*PROBLEM DESCRIPTION*: Find the word "properties" in the records below. List each line containing it.

Collected data:

══════

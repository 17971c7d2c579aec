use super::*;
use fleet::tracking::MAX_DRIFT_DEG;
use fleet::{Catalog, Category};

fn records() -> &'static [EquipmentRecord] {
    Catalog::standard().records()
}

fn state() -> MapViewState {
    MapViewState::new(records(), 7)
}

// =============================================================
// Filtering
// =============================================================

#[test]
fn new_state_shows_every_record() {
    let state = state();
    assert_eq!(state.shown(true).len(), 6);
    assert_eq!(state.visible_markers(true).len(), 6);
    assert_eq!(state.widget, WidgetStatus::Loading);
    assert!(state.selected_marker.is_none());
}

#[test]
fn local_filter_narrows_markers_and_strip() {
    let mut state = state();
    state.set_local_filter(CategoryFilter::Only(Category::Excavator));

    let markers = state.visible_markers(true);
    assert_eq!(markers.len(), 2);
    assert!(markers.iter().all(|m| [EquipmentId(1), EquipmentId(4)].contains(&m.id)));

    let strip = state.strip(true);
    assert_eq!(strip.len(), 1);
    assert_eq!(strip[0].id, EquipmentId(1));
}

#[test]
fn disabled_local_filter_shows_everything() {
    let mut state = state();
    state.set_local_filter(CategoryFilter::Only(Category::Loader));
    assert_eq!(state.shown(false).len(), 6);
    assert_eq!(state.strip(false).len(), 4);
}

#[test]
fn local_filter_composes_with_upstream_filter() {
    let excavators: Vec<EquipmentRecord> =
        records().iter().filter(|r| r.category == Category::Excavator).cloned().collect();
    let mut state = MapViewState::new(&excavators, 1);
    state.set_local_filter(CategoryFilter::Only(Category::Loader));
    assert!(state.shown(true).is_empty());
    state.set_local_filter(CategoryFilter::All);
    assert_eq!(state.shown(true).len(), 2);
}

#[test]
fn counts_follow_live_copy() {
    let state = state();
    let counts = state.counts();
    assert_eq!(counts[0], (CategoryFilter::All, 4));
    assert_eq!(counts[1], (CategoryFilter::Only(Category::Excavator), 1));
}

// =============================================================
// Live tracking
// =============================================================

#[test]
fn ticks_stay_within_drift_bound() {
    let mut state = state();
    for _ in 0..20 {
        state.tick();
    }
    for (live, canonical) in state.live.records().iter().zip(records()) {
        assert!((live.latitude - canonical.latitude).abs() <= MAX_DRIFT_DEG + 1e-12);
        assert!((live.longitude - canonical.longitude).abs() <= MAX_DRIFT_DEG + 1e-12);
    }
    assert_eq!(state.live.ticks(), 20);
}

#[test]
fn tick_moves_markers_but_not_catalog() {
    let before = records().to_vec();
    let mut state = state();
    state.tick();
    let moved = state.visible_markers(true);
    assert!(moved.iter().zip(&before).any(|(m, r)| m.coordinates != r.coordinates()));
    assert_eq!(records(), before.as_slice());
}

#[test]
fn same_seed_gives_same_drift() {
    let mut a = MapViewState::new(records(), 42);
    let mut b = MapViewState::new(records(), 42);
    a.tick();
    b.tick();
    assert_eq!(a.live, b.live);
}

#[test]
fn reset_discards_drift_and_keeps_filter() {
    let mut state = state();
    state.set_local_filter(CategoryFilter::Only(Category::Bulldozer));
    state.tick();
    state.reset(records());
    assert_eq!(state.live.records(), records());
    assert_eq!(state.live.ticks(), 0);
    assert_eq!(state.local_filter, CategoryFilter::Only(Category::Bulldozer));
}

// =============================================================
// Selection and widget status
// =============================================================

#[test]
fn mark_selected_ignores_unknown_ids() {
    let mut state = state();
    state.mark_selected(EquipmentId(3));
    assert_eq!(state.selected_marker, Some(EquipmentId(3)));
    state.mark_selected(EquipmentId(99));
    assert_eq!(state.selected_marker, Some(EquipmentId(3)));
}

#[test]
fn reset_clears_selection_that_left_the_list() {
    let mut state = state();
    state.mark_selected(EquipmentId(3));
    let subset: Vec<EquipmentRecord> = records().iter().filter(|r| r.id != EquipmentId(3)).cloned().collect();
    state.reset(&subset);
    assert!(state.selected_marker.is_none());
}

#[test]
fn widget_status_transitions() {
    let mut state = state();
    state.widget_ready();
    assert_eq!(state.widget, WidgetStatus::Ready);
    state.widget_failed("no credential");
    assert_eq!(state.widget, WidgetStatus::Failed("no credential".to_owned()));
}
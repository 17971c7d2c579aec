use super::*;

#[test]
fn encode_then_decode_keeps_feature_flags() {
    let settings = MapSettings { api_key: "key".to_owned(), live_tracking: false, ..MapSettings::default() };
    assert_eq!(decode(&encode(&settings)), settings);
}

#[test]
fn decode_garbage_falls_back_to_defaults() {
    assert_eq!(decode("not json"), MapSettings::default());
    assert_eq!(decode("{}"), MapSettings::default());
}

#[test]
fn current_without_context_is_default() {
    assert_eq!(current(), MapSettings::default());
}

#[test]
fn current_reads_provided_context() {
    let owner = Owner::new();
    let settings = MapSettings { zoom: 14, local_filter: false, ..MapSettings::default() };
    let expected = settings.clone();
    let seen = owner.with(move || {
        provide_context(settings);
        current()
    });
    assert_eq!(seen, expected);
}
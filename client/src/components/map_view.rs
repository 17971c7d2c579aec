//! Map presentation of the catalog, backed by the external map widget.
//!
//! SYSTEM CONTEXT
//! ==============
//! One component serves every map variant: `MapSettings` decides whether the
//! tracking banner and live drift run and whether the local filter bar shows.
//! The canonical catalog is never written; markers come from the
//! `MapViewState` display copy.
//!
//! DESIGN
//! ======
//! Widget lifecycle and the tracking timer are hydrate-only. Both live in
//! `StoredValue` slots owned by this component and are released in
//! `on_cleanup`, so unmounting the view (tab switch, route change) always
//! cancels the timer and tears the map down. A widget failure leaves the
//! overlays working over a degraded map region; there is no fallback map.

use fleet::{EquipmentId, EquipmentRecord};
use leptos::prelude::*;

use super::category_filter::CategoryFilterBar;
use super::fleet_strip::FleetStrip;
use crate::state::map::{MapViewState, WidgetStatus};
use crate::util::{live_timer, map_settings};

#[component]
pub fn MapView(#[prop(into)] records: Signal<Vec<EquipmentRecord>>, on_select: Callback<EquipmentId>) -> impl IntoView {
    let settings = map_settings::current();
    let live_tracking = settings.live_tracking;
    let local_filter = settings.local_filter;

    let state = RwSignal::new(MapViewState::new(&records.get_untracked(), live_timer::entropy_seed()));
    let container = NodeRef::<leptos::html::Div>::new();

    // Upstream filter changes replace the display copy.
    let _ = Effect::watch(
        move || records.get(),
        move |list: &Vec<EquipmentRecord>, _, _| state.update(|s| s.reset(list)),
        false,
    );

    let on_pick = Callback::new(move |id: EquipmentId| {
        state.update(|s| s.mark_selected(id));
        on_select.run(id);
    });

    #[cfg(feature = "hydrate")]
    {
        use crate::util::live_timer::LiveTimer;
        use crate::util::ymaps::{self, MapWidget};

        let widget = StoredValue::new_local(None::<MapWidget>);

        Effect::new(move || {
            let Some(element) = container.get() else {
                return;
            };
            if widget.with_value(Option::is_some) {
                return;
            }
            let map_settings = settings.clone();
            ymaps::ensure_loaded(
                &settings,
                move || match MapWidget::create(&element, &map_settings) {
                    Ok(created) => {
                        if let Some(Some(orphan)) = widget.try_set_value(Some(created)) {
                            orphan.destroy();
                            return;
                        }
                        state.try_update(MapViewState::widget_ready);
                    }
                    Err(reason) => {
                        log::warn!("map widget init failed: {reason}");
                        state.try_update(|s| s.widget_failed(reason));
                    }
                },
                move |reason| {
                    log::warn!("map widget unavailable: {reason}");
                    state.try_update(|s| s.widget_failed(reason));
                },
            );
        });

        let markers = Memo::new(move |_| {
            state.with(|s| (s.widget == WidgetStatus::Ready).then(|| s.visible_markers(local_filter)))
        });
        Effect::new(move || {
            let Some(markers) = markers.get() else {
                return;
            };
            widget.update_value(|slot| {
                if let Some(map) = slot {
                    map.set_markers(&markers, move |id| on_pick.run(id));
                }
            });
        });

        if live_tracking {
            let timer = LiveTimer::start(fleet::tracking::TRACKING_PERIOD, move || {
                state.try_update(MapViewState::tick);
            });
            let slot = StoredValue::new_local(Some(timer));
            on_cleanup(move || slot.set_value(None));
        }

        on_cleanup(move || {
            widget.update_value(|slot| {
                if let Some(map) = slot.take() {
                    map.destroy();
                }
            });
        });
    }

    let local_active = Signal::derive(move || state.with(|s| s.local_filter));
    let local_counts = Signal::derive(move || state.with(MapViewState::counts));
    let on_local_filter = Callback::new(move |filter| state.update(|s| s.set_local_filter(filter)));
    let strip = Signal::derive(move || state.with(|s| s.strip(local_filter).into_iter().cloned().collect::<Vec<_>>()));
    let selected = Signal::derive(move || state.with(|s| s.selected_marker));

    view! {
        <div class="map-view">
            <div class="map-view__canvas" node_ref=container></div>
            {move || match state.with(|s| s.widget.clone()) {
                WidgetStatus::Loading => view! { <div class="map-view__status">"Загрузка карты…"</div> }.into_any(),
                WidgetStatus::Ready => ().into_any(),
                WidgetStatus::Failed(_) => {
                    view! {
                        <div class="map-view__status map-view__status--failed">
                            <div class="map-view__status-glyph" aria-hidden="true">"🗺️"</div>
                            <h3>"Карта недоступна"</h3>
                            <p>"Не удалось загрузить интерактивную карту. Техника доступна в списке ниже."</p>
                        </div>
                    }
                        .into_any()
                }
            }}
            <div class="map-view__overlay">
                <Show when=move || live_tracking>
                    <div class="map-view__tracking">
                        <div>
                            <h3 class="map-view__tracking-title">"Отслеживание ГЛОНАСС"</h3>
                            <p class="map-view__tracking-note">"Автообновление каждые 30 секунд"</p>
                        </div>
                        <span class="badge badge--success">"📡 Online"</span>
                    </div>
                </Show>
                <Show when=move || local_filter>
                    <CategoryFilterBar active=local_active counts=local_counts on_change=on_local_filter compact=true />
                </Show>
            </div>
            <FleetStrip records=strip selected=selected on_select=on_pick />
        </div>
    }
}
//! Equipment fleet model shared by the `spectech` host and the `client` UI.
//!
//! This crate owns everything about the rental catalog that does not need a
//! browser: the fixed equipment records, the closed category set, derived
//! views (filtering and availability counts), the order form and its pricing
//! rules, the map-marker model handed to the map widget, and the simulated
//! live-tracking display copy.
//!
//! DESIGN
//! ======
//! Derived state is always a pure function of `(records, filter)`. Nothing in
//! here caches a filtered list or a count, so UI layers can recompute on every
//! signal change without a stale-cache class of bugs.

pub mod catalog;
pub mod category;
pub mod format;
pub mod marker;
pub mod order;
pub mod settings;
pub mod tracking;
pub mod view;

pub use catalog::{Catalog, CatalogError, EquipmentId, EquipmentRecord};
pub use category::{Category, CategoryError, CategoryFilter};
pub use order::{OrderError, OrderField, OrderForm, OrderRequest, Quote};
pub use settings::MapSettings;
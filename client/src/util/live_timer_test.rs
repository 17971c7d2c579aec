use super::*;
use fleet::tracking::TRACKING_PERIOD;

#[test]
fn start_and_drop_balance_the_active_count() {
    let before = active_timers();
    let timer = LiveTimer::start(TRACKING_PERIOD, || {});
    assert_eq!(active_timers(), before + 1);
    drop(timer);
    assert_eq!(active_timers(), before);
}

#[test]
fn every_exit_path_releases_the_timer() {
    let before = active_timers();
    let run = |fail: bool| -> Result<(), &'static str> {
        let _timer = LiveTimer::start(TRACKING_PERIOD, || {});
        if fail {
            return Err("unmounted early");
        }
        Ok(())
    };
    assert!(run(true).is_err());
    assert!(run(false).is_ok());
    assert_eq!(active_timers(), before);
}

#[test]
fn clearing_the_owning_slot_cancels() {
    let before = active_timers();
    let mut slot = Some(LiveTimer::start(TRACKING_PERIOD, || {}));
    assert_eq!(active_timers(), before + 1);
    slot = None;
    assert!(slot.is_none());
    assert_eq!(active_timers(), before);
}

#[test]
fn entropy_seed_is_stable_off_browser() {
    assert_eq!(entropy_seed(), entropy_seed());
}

══════

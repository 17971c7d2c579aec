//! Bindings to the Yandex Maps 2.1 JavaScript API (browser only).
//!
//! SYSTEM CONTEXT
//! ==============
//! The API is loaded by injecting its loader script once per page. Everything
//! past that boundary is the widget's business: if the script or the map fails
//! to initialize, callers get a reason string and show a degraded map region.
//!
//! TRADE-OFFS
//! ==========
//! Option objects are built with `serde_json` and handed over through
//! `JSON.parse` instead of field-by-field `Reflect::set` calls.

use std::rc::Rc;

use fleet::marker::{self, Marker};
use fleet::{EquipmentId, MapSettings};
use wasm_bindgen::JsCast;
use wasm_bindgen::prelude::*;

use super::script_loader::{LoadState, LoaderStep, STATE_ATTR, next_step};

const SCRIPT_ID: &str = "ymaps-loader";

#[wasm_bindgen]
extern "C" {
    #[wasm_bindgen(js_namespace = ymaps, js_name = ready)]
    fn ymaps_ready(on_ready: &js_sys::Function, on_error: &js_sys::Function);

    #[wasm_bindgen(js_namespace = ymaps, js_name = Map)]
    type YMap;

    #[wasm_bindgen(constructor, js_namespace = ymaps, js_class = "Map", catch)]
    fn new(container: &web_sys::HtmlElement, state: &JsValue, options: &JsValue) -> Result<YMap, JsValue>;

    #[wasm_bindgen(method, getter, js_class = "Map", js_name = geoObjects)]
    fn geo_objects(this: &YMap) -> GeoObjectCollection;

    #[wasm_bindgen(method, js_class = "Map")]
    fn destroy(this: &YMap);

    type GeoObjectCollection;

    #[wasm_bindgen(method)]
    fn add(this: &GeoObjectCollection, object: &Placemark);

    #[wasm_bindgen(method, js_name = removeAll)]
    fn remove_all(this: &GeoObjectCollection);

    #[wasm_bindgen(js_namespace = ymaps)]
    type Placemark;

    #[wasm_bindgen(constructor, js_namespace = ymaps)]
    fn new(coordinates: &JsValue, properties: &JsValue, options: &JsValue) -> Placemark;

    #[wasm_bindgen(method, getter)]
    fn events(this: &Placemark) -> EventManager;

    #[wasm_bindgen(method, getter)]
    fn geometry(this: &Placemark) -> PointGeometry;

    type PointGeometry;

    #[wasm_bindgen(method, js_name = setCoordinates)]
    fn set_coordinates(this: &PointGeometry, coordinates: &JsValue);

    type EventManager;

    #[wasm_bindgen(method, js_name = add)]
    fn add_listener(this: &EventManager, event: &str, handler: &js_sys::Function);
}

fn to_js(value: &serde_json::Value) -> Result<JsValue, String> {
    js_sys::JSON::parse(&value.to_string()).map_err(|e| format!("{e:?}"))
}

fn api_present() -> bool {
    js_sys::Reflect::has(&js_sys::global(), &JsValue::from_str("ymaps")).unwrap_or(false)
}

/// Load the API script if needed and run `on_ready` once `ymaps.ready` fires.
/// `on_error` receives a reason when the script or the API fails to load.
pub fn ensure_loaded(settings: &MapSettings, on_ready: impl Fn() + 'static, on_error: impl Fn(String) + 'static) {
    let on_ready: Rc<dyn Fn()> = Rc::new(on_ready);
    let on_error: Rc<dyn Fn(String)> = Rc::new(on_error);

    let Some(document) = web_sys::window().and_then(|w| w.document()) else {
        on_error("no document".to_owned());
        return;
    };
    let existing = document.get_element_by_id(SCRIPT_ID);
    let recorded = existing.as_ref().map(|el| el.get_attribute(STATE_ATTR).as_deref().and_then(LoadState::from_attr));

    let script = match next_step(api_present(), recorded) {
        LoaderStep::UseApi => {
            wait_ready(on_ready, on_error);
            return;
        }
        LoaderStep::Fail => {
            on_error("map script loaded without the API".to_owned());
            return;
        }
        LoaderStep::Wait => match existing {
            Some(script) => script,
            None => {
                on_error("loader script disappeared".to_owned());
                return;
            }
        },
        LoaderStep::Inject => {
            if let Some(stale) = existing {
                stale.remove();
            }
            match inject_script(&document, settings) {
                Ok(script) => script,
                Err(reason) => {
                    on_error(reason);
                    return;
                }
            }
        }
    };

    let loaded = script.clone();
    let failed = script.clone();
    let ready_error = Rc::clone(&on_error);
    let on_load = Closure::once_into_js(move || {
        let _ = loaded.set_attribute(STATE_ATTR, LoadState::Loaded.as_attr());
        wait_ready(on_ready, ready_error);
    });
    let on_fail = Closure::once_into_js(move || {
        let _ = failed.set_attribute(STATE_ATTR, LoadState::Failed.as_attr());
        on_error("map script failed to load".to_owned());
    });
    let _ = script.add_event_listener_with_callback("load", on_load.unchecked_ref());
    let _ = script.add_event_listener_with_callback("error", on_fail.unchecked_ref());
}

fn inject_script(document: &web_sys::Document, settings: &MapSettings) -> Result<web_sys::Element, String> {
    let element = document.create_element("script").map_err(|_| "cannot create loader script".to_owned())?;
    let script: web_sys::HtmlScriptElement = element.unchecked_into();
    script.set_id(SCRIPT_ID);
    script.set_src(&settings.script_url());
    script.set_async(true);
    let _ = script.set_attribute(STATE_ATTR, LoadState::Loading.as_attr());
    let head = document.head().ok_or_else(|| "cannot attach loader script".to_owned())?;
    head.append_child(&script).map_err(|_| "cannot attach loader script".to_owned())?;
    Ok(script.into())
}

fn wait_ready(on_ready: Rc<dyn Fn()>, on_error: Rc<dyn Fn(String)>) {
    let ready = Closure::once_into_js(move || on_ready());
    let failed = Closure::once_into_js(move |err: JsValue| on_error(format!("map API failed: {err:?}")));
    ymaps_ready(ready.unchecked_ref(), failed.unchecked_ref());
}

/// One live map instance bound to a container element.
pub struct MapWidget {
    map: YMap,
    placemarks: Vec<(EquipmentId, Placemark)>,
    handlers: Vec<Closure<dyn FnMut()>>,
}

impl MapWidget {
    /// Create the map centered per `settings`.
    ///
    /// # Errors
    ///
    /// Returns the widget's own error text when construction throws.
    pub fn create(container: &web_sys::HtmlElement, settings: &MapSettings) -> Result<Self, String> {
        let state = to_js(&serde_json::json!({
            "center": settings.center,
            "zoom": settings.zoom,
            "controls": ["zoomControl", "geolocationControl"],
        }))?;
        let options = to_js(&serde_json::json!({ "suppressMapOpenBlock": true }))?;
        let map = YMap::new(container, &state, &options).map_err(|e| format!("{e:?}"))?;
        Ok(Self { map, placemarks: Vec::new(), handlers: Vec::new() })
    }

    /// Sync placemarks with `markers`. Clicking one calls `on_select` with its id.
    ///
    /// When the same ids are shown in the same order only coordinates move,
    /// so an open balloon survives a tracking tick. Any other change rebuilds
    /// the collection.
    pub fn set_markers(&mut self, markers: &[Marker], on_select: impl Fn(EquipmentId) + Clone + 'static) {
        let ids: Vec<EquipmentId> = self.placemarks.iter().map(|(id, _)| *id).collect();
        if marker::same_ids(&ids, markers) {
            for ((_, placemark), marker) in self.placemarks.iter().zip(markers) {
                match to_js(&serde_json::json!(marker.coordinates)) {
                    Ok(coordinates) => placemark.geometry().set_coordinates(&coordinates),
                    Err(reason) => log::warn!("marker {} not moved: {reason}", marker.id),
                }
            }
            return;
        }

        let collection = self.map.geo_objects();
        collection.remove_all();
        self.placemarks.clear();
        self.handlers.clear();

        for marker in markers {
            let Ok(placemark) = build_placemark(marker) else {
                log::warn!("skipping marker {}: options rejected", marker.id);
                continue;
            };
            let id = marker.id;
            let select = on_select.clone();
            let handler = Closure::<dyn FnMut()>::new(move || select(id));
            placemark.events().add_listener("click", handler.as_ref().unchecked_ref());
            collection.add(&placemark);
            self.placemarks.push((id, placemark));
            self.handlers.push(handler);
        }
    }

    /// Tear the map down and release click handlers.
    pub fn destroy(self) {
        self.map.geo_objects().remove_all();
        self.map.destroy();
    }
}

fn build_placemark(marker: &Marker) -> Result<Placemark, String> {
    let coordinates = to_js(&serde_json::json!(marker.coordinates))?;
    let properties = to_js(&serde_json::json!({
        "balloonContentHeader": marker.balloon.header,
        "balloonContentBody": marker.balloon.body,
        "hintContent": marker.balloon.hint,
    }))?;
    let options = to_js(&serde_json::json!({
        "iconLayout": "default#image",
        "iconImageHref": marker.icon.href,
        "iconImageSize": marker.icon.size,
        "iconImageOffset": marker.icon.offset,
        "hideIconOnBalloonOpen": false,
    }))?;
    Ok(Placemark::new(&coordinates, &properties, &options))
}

══════

*RESPONSE TO THE EXERCISE*:
    fn new(coordinates: &JsValue, properties: &JsValue, options: &JsValue) -> Placemark;
    let properties = to_js(&serde_json::json!({
    Ok(Placemark::new(&coordinates, &properties, &options))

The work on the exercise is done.